McKendrick notes that the regulations were important because they forced people to
debate the notion of good faith and indeed many commentators have argued that
English law ‘should’ recognise a general doctrine of good faith.
Track/slide 4
Walford v Miles House of Lords 1992
When considering whether or not English contract law should adopt a general
doctrine of good faith the starting point has to be this case as it did not recognise an
obligation to ‘negotiate’ the contract in good faith.
Lord Ackner said that an obligation to negotiate in good faith was unenforceable
because:

Such an agreement was too uncertain to be enforced – what is good faith?

He felt that a duty to negotiate in good faith was repugnant to the adversarial
position of the parties involved in negotiations – he said that each party to the
negotiations is entitled to pursue his or her own interest so long as he avoids
making misrepresentations
McKendrick states:
‘the conclusion that English law does not recognise the validity of the duty to
carry on negotiations in good faith makes it very difficult, if not impossible, for a
court to recognise the existence of the doctrine of good faith in English contract law.’
Criticisms of the decision in Walford v Miles
You should now refer to the McKendrick textbook and make notes on the criticisms
of the decision in Walford V. Miles.
Track/slide 5
Arguments for and against introduction of the doctrine of good faith in English
law, the neutral view and different models
McKendrick draws heavily on the work of Roger Brownsword ‘Contract Law: themes
for the 21st-century’ to discuss these issues.
Arguments against:
Please make notes on arguments against the doctrine of good faith from the
McKendrick textbook.
McKendrick states on page 556:
‘Thus the fact that there are individual rules of English contract law that are consistent
with the requirements of the doctrine of good faith cannot necessarily be used to
support the proposition that English law should recognise a general doctrine of good
faith.
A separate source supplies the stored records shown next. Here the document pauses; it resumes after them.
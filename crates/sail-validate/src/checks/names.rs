//! Text cleanup and full-name derivation.

use sail_model::MemberRecord;
use sail_normalization::capitalize;

/// Trim the free-text fields that are not capitalized.
pub fn trim_fields(record: &mut MemberRecord) {
    for value in [
        &mut record.province_code,
        &mut record.email,
        &mut record.comment,
    ] {
        if let Some(text) = value.as_mut() {
            let trimmed = text.trim();
            if trimmed.len() != text.len() {
                *text = trimmed.to_string();
            }
        }
    }
}

/// Capitalize names and address lines.
///
/// Absent values become empty strings.
pub fn capitalize_fields(record: &mut MemberRecord) {
    for value in [
        &mut record.first_name,
        &mut record.last_name,
        &mut record.spouse_first_name,
        &mut record.spouse_last_name,
        &mut record.street,
        &mut record.city,
    ] {
        *value = Some(capitalize(value.as_deref()));
    }
}

/// Set `full_name` from the already capitalized name fields.
pub fn derive(record: &mut MemberRecord) {
    let full_name = derive_full_name(
        record.last_name.as_deref().unwrap_or(""),
        record.first_name.as_deref().unwrap_or(""),
        record.spouse_first_name.as_deref().unwrap_or(""),
        record.spouse_last_name.as_deref().unwrap_or(""),
    );
    record.full_name = Some(full_name);
}

/// Compose the listing name of a member and their spouse.
///
/// | spouse first | spouse last          | result                       |
/// |--------------|----------------------|------------------------------|
/// | empty        | empty                | `Last, First`                |
/// | set          | empty or same as own | `Last, First & SpouseFirst`  |
/// | set          | different            | `Last, First & SpLast, SpFirst` |
/// | empty        | set                  | `Last, First & SpouseLast`   |
///
/// The last row applies even when the spouse shares the member's surname,
/// which yields `Smith, John & Smith`.
pub fn derive_full_name(
    last: &str,
    first: &str,
    spouse_first: &str,
    spouse_last: &str,
) -> String {
    if spouse_first.is_empty() && spouse_last.is_empty() {
        return format!("{last}, {first}");
    }

    let mut full_name = if spouse_last.is_empty() || spouse_last == last {
        format!("{last}, {first} & {spouse_first}")
    } else {
        format!("{last}, {first} & {spouse_last}, {spouse_first}")
    };

    // Evaluated after the surname comparison and replaces its result.
    if spouse_first.is_empty() {
        full_name = format!("{last}, {first} & {spouse_last}");
    }

    full_name
}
Provided that the individual rules work, why abandon them in favour of a
broad, general principle?’
Arguments for:
Likewise, please make notes on the arguments for a doctrine of good faith from the
McKendrick textbook.
Different models of good faith:
McKendrick seems to think that the pressures on England from these other
jurisdictions and the European and international principles will mean that sooner or
later English contract law will come to accept the existence of the doctrine of the day
despite Walford v Miles.
Recent Judicial Attitudes towards the doctrine of good faith
A more receptive attitude towards the introduction of a general doctrine of good faith
can be seen in the case of Petromec Inc v Petroleo Brasileiro SA Petroas 2005.
Longmore LJ’s remarks in the Court of Appeal are only obiter dicta but nevertheless
are significant. His Lordship notes that where there is an express obligation to
negotiate in good faith there is a stronger argument to enforce it [remember that in
Walford v Miles there was no express obligation – counsel argued for an implied
obligation of good faith] in order to honour the reasonable expectations of honest
men. His Lordship criticises the Walford decision and it is likely that if the House of
Lords has to re-examine Walford then it would not escape totally unscathed.